The largest field ever - 15 men and five women ranging in age from their 30s to 60s - set off last Friday in a bid to complete the Brathay 10in10. They hope to join a list of 104 runners to complete one of the UK’s most gruelling multi-marathon challenge events, and all for charity.

Since the first Brathay 10in10, in 2007, the efforts of ordinary runners doing the extraordinary has raised more than £1million for the Ambleside based youth charity, and its work with children and young people.

The record for the fastest time is held by Adam Holland who in 2010 ran it in 30-24-54, averaging 3-02-05 for each marathon. The oldest person to complete the challenge, twice, is 73-year-old John Dawson. His average marathon time in 2011 was seven hours and eight minutes.
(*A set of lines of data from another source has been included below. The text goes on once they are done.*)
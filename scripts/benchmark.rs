// scripts/benchmark.rs
//! Times sequential and parallel ensemble generation plus pricing for a
//! range of path counts and writes the results to `bench/results.csv`.

use mc_call_pricer::analytics::bs_analytic;
use mc_call_pricer::math_utils::Timer;
use mc_call_pricer::mc::{payoffs, pricer};
use mc_call_pricer::models::SimulationModel;
use mc_call_pricer::rng;
use mc_call_pricer::simulation::{simulate, simulate_par, PathEnsemble, SimulationParameters};
use mc_call_pricer::PricerResult;
use std::fs::File;
use std::io::Write;

const S0: f64 = 100.0;
const K: f64 = 100.0;
const R: f64 = 0.01;
const SIGMA: f64 = 0.2;
const T: f64 = 1.0;
const STEPS: usize = 52;
const SEED: u64 = 42;

#[derive(Debug)]
struct BenchmarkResult {
    name: &'static str,
    paths: usize,
    time_ms: f64,
    throughput_paths_per_sec: f64,
    value: f64,
    standard_error: f64,
    relative_error: f64,
}

fn time_run<F>(name: &'static str, paths: usize, generate: F) -> PricerResult<BenchmarkResult>
where
    F: FnOnce() -> PricerResult<PathEnsemble>,
{
    let analytic = bs_analytic::bs_call_price(S0, K, R, SIGMA, T);

    let mut timer = Timer::new();
    timer.start();
    let ensemble = generate()?;
    let estimate = pricer::price(&payoffs::evaluate_call(&ensemble, K)?, R, T)?;
    let time_ms = timer.elapsed_ms();

    Ok(BenchmarkResult {
        name,
        paths,
        time_ms,
        throughput_paths_per_sec: paths as f64 / (time_ms / 1000.0),
        value: estimate.value,
        standard_error: estimate.standard_error,
        relative_error: (estimate.value - analytic).abs() / analytic,
    })
}

fn run_benchmarks() -> PricerResult<Vec<BenchmarkResult>> {
    let mut results = Vec::new();
    for &paths in &[10_000, 50_000, 200_000] {
        tracing::info!(paths, "running benchmarks");
        let params = SimulationParameters::new(S0, STEPS, paths, R, SIGMA, T)?;

        results.push(time_run("sequential", paths, || {
            simulate(
                &params,
                SimulationModel::RiskNeutral,
                &mut rng::seed_rng_from_u64(SEED),
            )
        })?);
        results.push(time_run("parallel", paths, || {
            simulate_par(&params, SimulationModel::RiskNeutral, SEED)
        })?);
    }
    Ok(results)
}

fn write_results(results: &[BenchmarkResult]) -> std::io::Result<()> {
    std::fs::create_dir_all("bench")?;
    let mut file = File::create("bench/results.csv")?;
    writeln!(
        file,
        "name,paths,time_ms,paths_per_sec,value,standard_error,relative_error"
    )?;
    for r in results {
        writeln!(
            file,
            "{},{},{:.3},{:.0},{:.6},{:.6},{:.6}",
            r.name,
            r.paths,
            r.time_ms,
            r.throughput_paths_per_sec,
            r.value,
            r.standard_error,
            r.relative_error
        )?;
    }
    Ok(())
}

fn main() {
    tracing_subscriber::fmt()
        .with_env_filter(
            tracing_subscriber::EnvFilter::try_from_default_env()
                .unwrap_or_else(|_| tracing_subscriber::EnvFilter::new("info")),
        )
        .with_writer(std::io::stderr)
        .init();

    println!(
        "CPU cores: {}, rayon threads: {}",
        num_cpus::get(),
        rayon::current_num_threads()
    );

    let results = match run_benchmarks() {
        Ok(r) => r,
        Err(e) => {
            tracing::error!("benchmark failed: {e}");
            std::process::exit(1);
        }
    };

    println!(
        "{:<12} {:>10} {:>12} {:>14} {:>10} {:>10} {:>10}",
        "name", "paths", "time_ms", "paths/sec", "value", "SE", "rel_err"
    );
    for r in &results {
        println!(
            "{:<12} {:>10} {:>12.3} {:>14.0} {:>10.4} {:>10.4} {:>10.5}",
            r.name,
            r.paths,
            r.time_ms,
            r.throughput_paths_per_sec,
            r.value,
            r.standard_error,
            r.relative_error
        );
    }

    if let Err(e) = write_results(&results) {
        tracing::error!("could not write bench/results.csv: {e}");
        std::process::exit(1);
    }
    println!("\nResults written to bench/results.csv");
}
At 64, Angela Oldham is the oldest female to complete the 10in10 with an average time of four hours and 24 minutes for each of her marathons.
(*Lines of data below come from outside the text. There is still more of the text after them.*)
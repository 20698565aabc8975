// src/error.rs

/// Errors surfaced by the pricing engine.
///
/// Every check runs before any random number is drawn, so a failed request
/// never returns a partial result.
#[derive(Debug, thiserror::Error)]
pub enum PricerError {
    /// An input violates its precondition (non-positive price, negative volatility, ...)
    #[error("Invalid parameter '{parameter}' = {value}: {constraint}")]
    InvalidParameter {
        parameter: String,
        value: f64,
        constraint: String,
    },

    /// Too few values to estimate a sample standard deviation
    #[error("Insufficient sample: {samples} value(s) given, at least {required} required")]
    InsufficientSample { samples: usize, required: usize },

    /// A time-step query outside the simulated horizon
    #[error("Time step {index} out of range [{min}, {max}]")]
    IndexOutOfRange { index: usize, min: usize, max: usize },

    #[error("config error: {0}")]
    Config(String),

    #[error("io error: {0}")]
    Io(#[from] std::io::Error),
}

impl From<serde_json::Error> for PricerError {
    fn from(e: serde_json::Error) -> Self {
        PricerError::Io(e.into())
    }
}

/// Result type alias for pricing operations
pub type PricerResult<T> = Result<T, PricerError>;

/// Validation utilities
pub mod validation {
    use super::{PricerError, PricerResult};

    fn invalid(name: &str, value: f64, constraint: &str) -> PricerError {
        PricerError::InvalidParameter {
            parameter: name.to_string(),
            value,
            constraint: constraint.to_string(),
        }
    }

    /// Validate that a parameter is finite and strictly positive
    pub fn validate_positive(name: &str, value: f64) -> PricerResult<()> {
        if !(value.is_finite() && value > 0.0) {
            Err(invalid(name, value, "must be positive (> 0)"))
        } else {
            Ok(())
        }
    }

    /// Validate that a parameter is finite and non-negative
    pub fn validate_non_negative(name: &str, value: f64) -> PricerResult<()> {
        if !(value.is_finite() && value >= 0.0) {
            Err(invalid(name, value, "must be non-negative (≥ 0)"))
        } else {
            Ok(())
        }
    }

    /// Validate that a value is finite and not NaN
    pub fn validate_finite(name: &str, value: f64) -> PricerResult<()> {
        if !value.is_finite() {
            Err(invalid(name, value, "must be finite (not NaN or infinite)"))
        } else {
            Ok(())
        }
    }

    /// Validate a path count
    pub fn validate_paths(paths: usize) -> PricerResult<()> {
        if paths == 0 {
            Err(invalid("path_count", 0.0, "must be greater than 0"))
        } else {
            Ok(())
        }
    }

    /// Validate a time-step count
    pub fn validate_steps(steps: usize) -> PricerResult<()> {
        if steps == 0 {
            Err(invalid("horizon_steps", 0.0, "must be greater than 0"))
        } else {
            Ok(())
        }
    }
}

#[cfg(test)]
mod tests {
    use super::validation::*;
    use super::*;

    #[test]
    fn test_validate_positive() {
        assert!(validate_positive("initial_price", 100.0).is_ok());
        assert!(validate_positive("initial_price", 0.0).is_err());
        assert!(validate_positive("initial_price", -1.0).is_err());
        assert!(validate_positive("initial_price", f64::NAN).is_err());
    }

    #[test]
    fn test_validate_non_negative() {
        assert!(validate_non_negative("volatility", 0.0).is_ok());
        assert!(validate_non_negative("volatility", 0.2).is_ok());
        assert!(validate_non_negative("volatility", -0.01).is_err());
        assert!(validate_non_negative("volatility", f64::INFINITY).is_err());
    }

    #[test]
    fn test_validate_counts() {
        assert!(validate_paths(1).is_ok());
        assert!(validate_paths(0).is_err());
        assert!(validate_steps(252).is_ok());
        assert!(validate_steps(0).is_err());
        assert!(validate_steps(100_001).is_ok());
        assert!(validate_paths(2_000_000_000).is_ok());
    }

    #[test]
    fn test_error_display() {
        let error = PricerError::InvalidParameter {
            parameter: "volatility".to_string(),
            value: -0.1,
            constraint: "must be non-negative".to_string(),
        };

        let display = format!("{}", error);
        assert!(display.contains("volatility"));
        assert!(display.contains("-0.1"));
        assert!(display.contains("non-negative"));

        let error = PricerError::IndexOutOfRange {
            index: 0,
            min: 1,
            max: 106,
        };
        assert_eq!(format!("{}", error), "Time step 0 out of range [1, 106]");
    }
}
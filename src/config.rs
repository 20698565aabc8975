// src/config.rs
use crate::error::{validation::*, PricerError, PricerResult};
use crate::mc::convergence::DensityGrid;
use crate::mc::pricer::ErrorConvention;
use std::str::FromStr;

/// Simulation sizes and estimator settings for a pricing run
#[derive(Debug, Clone, Copy, PartialEq)]
pub struct EngineConfig {
    /// Paths for the risk-neutral call valuation
    pub option_paths: usize,
    /// Time steps for the risk-neutral call valuation
    pub option_steps: usize,
    /// Paths for the empirical index forecast
    pub index_paths: usize,
    /// Trading days simulated by the index forecast
    pub index_horizon_steps: usize,
    pub seed: u64,
    pub density: DensityGrid,
    pub error_convention: ErrorConvention,
}

impl Default for EngineConfig {
    fn default() -> Self {
        EngineConfig {
            option_paths: 10_000,
            option_steps: 252,
            index_paths: 400,
            index_horizon_steps: 106,
            seed: 12345,
            density: DensityGrid::default(),
            error_convention: ErrorConvention::DiscountedMean,
        }
    }
}

impl EngineConfig {
    pub fn validate(&self) -> PricerResult<()> {
        validate_paths(self.option_paths)?;
        validate_steps(self.option_steps)?;
        validate_paths(self.index_paths)?;
        validate_steps(self.index_horizon_steps)?;
        self.density.validate()?;
        if self.option_paths < 2 {
            return Err(PricerError::InsufficientSample {
                samples: self.option_paths,
                required: 2,
            });
        }
        Ok(())
    }

    /// Defaults overridden by `MC_*` environment variables (a `.env` file is
    /// read first when present)
    pub fn from_env() -> PricerResult<Self> {
        dotenvy::dotenv().ok();
        let defaults = EngineConfig::default();

        let cfg = EngineConfig {
            option_paths: env_parse("MC_OPTION_PATHS", defaults.option_paths)?,
            option_steps: env_parse("MC_OPTION_STEPS", defaults.option_steps)?,
            index_paths: env_parse("MC_INDEX_PATHS", defaults.index_paths)?,
            index_horizon_steps: env_parse("MC_INDEX_STEPS", defaults.index_horizon_steps)?,
            seed: env_parse("MC_SEED", defaults.seed)?,
            density: DensityGrid {
                points: env_parse("MC_DENSITY_POINTS", defaults.density.points)?,
                width: env_parse("MC_DENSITY_WIDTH", defaults.density.width)?,
            },
            error_convention: match std::env::var("MC_ERROR_CONVENTION") {
                Ok(v) => parse_convention(&v)?,
                Err(_) => defaults.error_convention,
            },
        };
        cfg.validate()?;
        Ok(cfg)
    }
}

fn env_parse<T>(key: &str, default: T) -> PricerResult<T>
where
    T: FromStr,
    T::Err: std::fmt::Display,
{
    match std::env::var(key) {
        Ok(raw) => raw
            .trim()
            .parse::<T>()
            .map_err(|e| PricerError::Config(format!("{key}: {e}"))),
        Err(_) => Ok(default),
    }
}

pub fn parse_convention(raw: &str) -> PricerResult<ErrorConvention> {
    match raw.trim().to_ascii_lowercase().as_str() {
        "discounted-mean" => Ok(ErrorConvention::DiscountedMean),
        "conventional" => Ok(ErrorConvention::Conventional),
        other => Err(PricerError::Config(format!(
            "MC_ERROR_CONVENTION: unknown value '{other}' (expected discounted-mean or conventional)"
        ))),
    }
}
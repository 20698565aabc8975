use statrs::function::erf;
use std::f64::consts::{PI, SQRT_2};

pub fn norm_cdf(x: f64) -> f64 {
    0.5 * (1.0 + erf::erf(x / SQRT_2))
}

/// Standard normal probability density φ(x) = exp(-x²/2) / √(2π)
pub fn norm_pdf(x: f64) -> f64 {
    (1.0 / (2.0 * PI).sqrt()) * (-0.5 * x * x).exp()
}

/// `points` evenly spaced values from `start` to `end`, both ends included
pub fn linspace(start: f64, end: f64, points: usize) -> Vec<f64> {
    match points {
        0 => Vec::new(),
        1 => vec![start],
        _ => {
            let step = (end - start) / (points - 1) as f64;
            (0..points)
                .map(|i| {
                    if i == points - 1 {
                        end
                    } else {
                        start + step * i as f64
                    }
                })
                .collect()
        }
    }
}

/// Trapezoid-rule integral of `ys` sampled at `xs`
pub fn trapezoid(xs: &[f64], ys: &[f64]) -> f64 {
    xs.windows(2)
        .zip(ys.windows(2))
        .map(|(x, y)| 0.5 * (x[1] - x[0]) * (y[0] + y[1]))
        .sum()
}

pub struct Timer {
    start_time: std::time::Instant,
}

impl Timer {
    pub fn new() -> Timer {
        Timer {
            start_time: std::time::Instant::now(),
        }
    }

    pub fn start(&mut self) {
        self.start_time = std::time::Instant::now();
    }

    pub fn elapsed_ms(&self) -> f64 {
        self.start_time.elapsed().as_secs_f64() * 1000.0
    }
}

impl Default for Timer {
    fn default() -> Self {
        Self::new()
    }
}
This year’s cohort once again represents a mixture of running ability and experience including:

* Newcastle’s Adrian Brooks, who once weighed more than 26 stone and could barely run for more than five seconds.

* Malcolm Collins from Greater Manchester is returning for his fifth 10in10. With more than 250 marathons under his belt he hopes recent knee surgery will not prevent him from completing the course.

* Gary Wade, from Holmfirth, and Joni Southall, from York, are the first dad and daughter duo to run the 10in10. Gary, who manages running with diabetes, knows the course well as he has competed in the ASICS Windermere Marathon for 11 consecutive years.

* Janet Shepherd is celebrating her 60th birthday with a second 10in10. The fitness trainer helps the over 70s get into exercise and is keen to champion being active at any age.

Two runners who are local to the course are Duncan Evans, who is the manager at the Ryebeck Hotel in Bowness, and John McCann, 66, a member of Kendal AC, who lives in Morecambe.

Brathay’s Head of Fundraising, Scott Umpleby, a committed fell runner and member of Kendal AC, said: “We have a huge amount of respect for the wonderful runners who have been there for us.

"We have also been overwhelmed by the wider running community’s response to Matt Campbell’s death during the London Marathon. He was fundraising in memory of his dad Martin, who was a big part of the 10in10 support team. Some of the 10in10ers knew Matt and Martin well and they will be remembering them in individual ways as they run a marathon each day for the next 10 days.”

Recognised as one of the UK’s ultimate endurance running events, it was devised by academic Sir Christopher Ball, as a Fellow of Brathay. He ran it in 2007, aged 72, to prove that ordinary people can tackle extraordinary feats of physical and mental endurance.

The final marathon for the 20 fundraising heroes is on Sunday May 20 when the course coincides with the one day ASICS Windermere Marathon, which over 1,000 runners have signed up for.